Résistance

10 janvier 2006

Sarajevo_kalioscop4 Visages de la résistance bosniaque.

A l’heure où la Mitterrandie jubile, il y a de quoi (*), comment ne pas parler de la résistance. Mitterrand était tourné tout entier vers cette période de l’histoire lui qui ne croyait qu’en l’Histoire. Toutes ses relations politiques les plus chères avaient un lien avec cette période. Nul ne conteste qu’il ait été tenté par une collaboration vichyste ambiguë. Mais nul ne conteste non plus qu’il fut également un résistant au courage physique à toute épreuve. Néanmoins, quelques ombres demeurent sur son interprétation.

Gaulliste, il l’était sur un point, la France n’était pas engagée par l’Etat français pétainiste. Il fallut attendre Chirac pour que nous entendions un président dire en notre nom à tous combien nous condamnions et regrettions l’attitude des pouvoirs publics français pendant l’occupation.

Allant au-delà, Mitterrand mis sur le même plan les deux guerres mondiales et ajouta qu’il fallait comprendre les belligérants quelle que fut leur idéologie. C’est sans doute pour montrer une cohérence propre à son parcours personnel qu’il choisit de confondre et d’expliquer les uns et les autres. Beaucoup de ses amis de son âge lui pardonnèrent. Moins nombreux furent ceux qui bien que proches et appartenant à des générations plus jeunes se montrèrent plus objectifs. Jacques Attali est de ceux-là.

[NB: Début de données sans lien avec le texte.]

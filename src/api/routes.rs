use super::handlers::*;
use crate::ports::WeChatPayPort;
use axum::{
    Router,
    routing::{any, get, post},
};
use tower_http::trace::TraceLayer;

/// 微信支付回调地址
pub const NOTIFY_PATH: &str = "/wechat/pay/callback";

pub fn create_router<T: WeChatPayPort + 'static>(state: AppState<T>) -> Router {
    Router::new()
        .route("/health", get(health_check))
        .route(NOTIFY_PATH, any(wechat_notify::<T>))
        .route("/api/payments", post(create_payment::<T>))
        .route("/api/payments/:out_trade_no", get(query_payment::<T>))
        .route("/api/payments/:out_trade_no/close", post(close_payment::<T>))
        .route("/api/refunds", post(create_refund::<T>))
        .route("/api/refunds/:out_refund_no", get(query_refund::<T>))
        .route("/api/certificates/refresh", post(refresh_certificates::<T>))
        .route("/api/profit-sharing/orders", post(create_sharing_order::<T>))
        .route("/api/profit-sharing/orders/unfreeze", post(unfreeze_order::<T>))
        .route("/api/profit-sharing/orders/:out_order_no", get(query_sharing_order::<T>))
        .route("/api/profit-sharing/return-orders", post(create_return_order::<T>))
        .route("/api/profit-sharing/return-orders/:out_return_no", get(query_return_order::<T>))
        .route(
            "/api/profit-sharing/transactions/:transaction_id/amounts",
            get(query_order_amount::<T>),
        )
        .route("/api/profit-sharing/receivers", post(add_receiver::<T>))
        .route("/api/profit-sharing/receivers/delete", post(delete_receiver::<T>))
        .route("/api/profit-sharing/bills", get(sharing_bills::<T>))
        .route("/api/profit-sharing/bills/download", post(download_sharing_bill::<T>))
        .layer(TraceLayer::new_for_http())
        .with_state(state)
}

Mitterrand n’a jamais été ma tasse de thé. Le jubilée ne me dérange pas mais je n’y participe pas car je garde en mémoire ses positions au cours de son second septennat. L’ambiguïté avec l’agresseur serbe en Croatie et en Bosnie-Herzégovine, l’incertitude avec l’unification allemande, sa nostalgie de l’ancien ordre de la guerre froide, sa couardise face au coup d’état des maréchaux soviétiques… En toutes circonstances, il fit preuve de beaucoup de circonspection face aux mouvements de résistance. Connaissait-il les dissidents soviétiques ? Les dissidents est-allemands ? Les résistants du siège de Sarajevo ? Oui. Il avait même eu de l’audace à aller à leur rencontre. Mais il souhaitait laisser le temps au temps dans un culte voué à la fatalité. Comment ne pas comprendre autrement l’horreur que Mitterrand avait pour l’engagement ? Du temps de la seconde guerre mondiale comme durant les guerres suivantes. Par opposition à cet intellectuel, l’engagement des hommes de l’île de Sein, des paysans parpaillots du Chambon-sur-Lignon et de bien d’autres dans la résistance dès 1940 était viscéral. Rien d’instinctif pour Mitterrand que le pouvoir. Et c’est ce que je ne lui pardonne pas. Cette ambition de laisser une postérité m’est étrangère. J’espère qu’elle le restera. Il n’y a rien du plus démesuré que cet instinct humain.

La génération Mitterrand à laquelle je suis sensé appartenir par l’âge m’indiffère. De manière générale, je n’ai pas apprécié une méthode de gouvernement fondée sur l’ascendant personnel avec pour conséquence une multiplication de courtisans et trop souvent une autorité fondée sur le mépris. J’ai préféré Rocard, Jospin, Mauroy ou Bérégovoy. J’aurais préféré qu’un autre incarnât l’alternance. Mais ce serait refaire l’histoire. Confondre la France avec n’importe quel autre pays européen à l’histoire pacifiée et pacifique. Impardonnable !

(*) bilan trop connu de la gauche au pouvoir de 1981 à 1986 et de 1988 à 1995.